# Hotcig RSQ firmware upgrade - keep LED off.



## Dubz (29/11/17)

Download upgrade file and software here... http://www.hot-vapor.com/download.asp?id=143&i=143
update file: RSQ update
Software : HM Chip Tools v3.2 NEW

1. Run HM Chip Tools.exe
2. Click "open" button and select update file.
3. Switch mod to "link" mode - remove the battery, hold down + & - while connecting USB cable to PC.
4. Click "refresh".
5. Click "upload setting".

I tested this and it works. When i replace my battery the LED light remains on the last setting i selected.

Reactions: Like 7 | Winner 5 | Informative 1 | Useful 2


----------



## CeeJay (29/11/17)

My laptop is in for repairs, need to make a way to do this ASAP. I dislike the LED its gimmicky in my opinion. I Picture myself sucking on a XMAS tree.

Reactions: Funny 2


----------



## CeeJay (29/11/17)

Thank you for the tutorial

Reactions: Like 1


----------



## Greyz (30/11/17)

I tried but this doesn't work for me. I downloaded and installed HM Tools 3.2, downloaded the firmware, took out the battery, held down + & - buttons and then connected the USB cable to the RSQ and PC.
The RSQ was in Link mode and I'm able to open the down;oaded firmware file but clicking Refresh and Upload does nothing.
I think the HM Tools app is not detecting the mod


----------



## Raindance (30/11/17)

Greyz said:


> I tried but this doesn't work for me. I downloaded and installed HM Tools 3.2, downloaded the firmware, took out the battery, held down + & - buttons and then connected the USB cable to the RSQ and PC.
> The RSQ was in Link mode and I'm able to open the down;oaded firmware file but clicking Refresh and Upload does nothing.
> I think the HM Tools app is not detecting the mod


Sometimes the OS needs to download and install drivers in order to communicate with the board, what OS are you running?

Reactions: Thanks 1


----------



## Greyz (30/11/17)

Raindance said:


> Sometimes the OS needs to download and install drivers in order to communicate with the board, what OS are you running?
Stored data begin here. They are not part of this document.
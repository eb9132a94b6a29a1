use crate::error::TesseraError;
use serde::{Deserialize, Serialize};

/// Uniform `{success, data?, error?}` result of every orchestrator entry point
#[derive(Debug, Clone, PartialEq, Serialize, Deserialize)]
pub struct OperationResult<T> {
    pub success: bool,
    #[serde(default, skip_serializing_if = "Option::is_none")]
    pub data: Option<T>,
    #[serde(default, skip_serializing_if = "Option::is_none")]
    pub error: Option<String>,
}

impl<T> OperationResult<T> {
    pub fn ok(data: T) -> Self {
        Self {
            success: true,
            data: Some(data),
            error: None,
        }
    }

    pub fn failure(message: impl Into<String>) -> Self {
        Self {
            success: false,
            data: None,
            error: Some(message.into()),
        }
    }

    pub fn from_result(result: Result<T, TesseraError>) -> Self {
        match result {
            Ok(data) => Self::ok(data),
            Err(err) => Self::failure(err.to_string()),
        }
    }
}

#[derive(Debug, Clone, PartialEq, Serialize, Deserialize)]
#[serde(rename_all = "camelCase")]
pub struct DeploymentReceipt {
    pub workflow_id: String,
    pub engine_workflow_id: String,
    pub trigger_url: Option<String>,
    /// Version after the deploy was committed
    pub version: i64,
    /// Remote workflow replaced by this deploy, if any
    #[serde(default, skip_serializing_if = "Option::is_none")]
    pub previous_engine_workflow_id: Option<String>,
}

#[derive(Debug, Clone, PartialEq, Serialize, Deserialize)]
#[serde(rename_all = "camelCase")]
pub struct TestTriggerReceipt {
    pub workflow_id: String,
    pub status: u16,
    pub attempts: u32,
}

/// A remote workflow that may exist without a matching local record.
/// Logged and appended to the failure message, never raised.
#[derive(Debug, Clone, PartialEq, Eq)]
pub struct OrphanedResource {
    pub workflow_id: String,
    pub engine_workflow_id: String,
}

impl OrphanedResource {
    pub fn note(&self) -> String {
        format!(
            "engine workflow '{}' was created but not recorded and may require manual cleanup",
            self.engine_workflow_id
        )
    }

    pub fn log(&self) {
        tracing::warn!(
            "⚠️ Orphaned engine workflow {} for workflow {}: local and remote state may have diverged",
            self.engine_workflow_id,
            self.workflow_id
        );
    }
}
I'm running Windows 10. When I first plugged it in, the PC did download and install the drivers for the mod. 
I'll try again and see in case I over looked something.

Reactions: Like 1


----------



## Ugi (4/12/17)

Update done. Screen rotated to right cause I like up button to be to the right just makes more sense that way. Startup logo says my name. Lights switched off. And setting remains there when battery changed.....winner

Reactions: Like 3


----------



## Greyz (5/12/17)

Update done! 
For those on Win 10, check Other Devices and update the driver for STM DFU something or the other and then HM Tools will detect your RSQ.
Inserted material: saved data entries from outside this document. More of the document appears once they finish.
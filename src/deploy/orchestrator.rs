/// Deployment lifecycle orchestrator
///
/// Owns every workflow status transition. Deploy sequences entitlement, validation,
/// secret resolution and compilation (all side-effect free) before any engine call,
/// then create -> activate -> read-back -> deactivate/settle/reactivate against the
/// engine, and finally commits status, version and audit row in one transaction.
/// Engine side effects are never rolled back; a failure after `create` reports the
/// remote workflow as possibly orphaned.

use crate::audit::{AuditAction, AuditEvent, AuditTrail, ExecutionReport};
use crate::compiler::{EngineCompiler, WEBHOOK_NODE};
use crate::config::{DeployConfig, EngineConfig, RedeployPolicy};
use crate::deploy::lock::WorkflowLocks;
use crate::deploy::types::{
    DeploymentReceipt, OperationResult, OrphanedResource, TestTriggerReceipt,
};
use crate::engine::retry::{any_failure, not_found_only};
use crate::engine::{retry_with, EngineClient, EngineWorkflow, RetryPolicy, TriggerClient};
use crate::entitlement::{can_approve, can_deploy, can_perform, Capability};
use crate::error::{Result, TesseraError};
use crate::organization::ActingUser;
use crate::repository::{DeploymentCommit, Repository, WorkflowRecord, WorkflowStatus};
use crate::vault::SecretManager;
use crate::workflow::{templates, validate_for_deploy, validate_structure, WorkflowSpecification};
use chrono::Utc;
use serde_json::{json, Map, Value};
use std::sync::Arc;
use std::time::Duration;
use uuid::Uuid;

const ENGINE_NAME_PREFIX: &str = "TESSERA_";
const TEST_TRIGGER_MESSAGE: &str = "Tessera test payload";

pub struct DeploymentOrchestrator {
    repository: Arc<dyn Repository>,
    engine: Arc<dyn EngineClient>,
    secrets: SecretManager,
    audit: AuditTrail,
    compiler: EngineCompiler,
    trigger: TriggerClient,
    locks: WorkflowLocks,
    config: DeployConfig,
    webhook_base_url: String,
}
I can't change the Battery capacity to 3000mah, it just keeps giving me a grabge error. Firmware updated fine though and LED stays off even after taking the battery out.

Reactions: Like 1


----------



## Ugi (5/12/17)

jup it does not change battery to 3000mah.
i must mail Neil Sun from Hotcig about that...lol
At least you sorted update Greyz

Reactions: Like 1 | Winner 1


----------



## Ugi (5/12/17)

Mail sent....

Reactions: Winner 1


----------



## DougP (5/12/17)

That was a mission 
I have learnt the value of the word “refresh” after going around in circles for a while there 


Sent from my iPhone using Tapatalk Pro


----------



## Ugi (5/12/17)

Yeah refresh used when dfu files are used but upload button I noticed once you did a change it disconnects mod. So I just did each tab adjustments to my liking and then hit upload


----------



## Greyz (5/12/17)

Ugi said:


> Mail sent....


Thanks Ugi 

Sent from my LG-H870 using Tapatalk

Reactions: Like 1


----------



## Dubz (11/12/17)

Sal said:


> Howzit people.
> Any clue on how to activate a puff counter on this mod?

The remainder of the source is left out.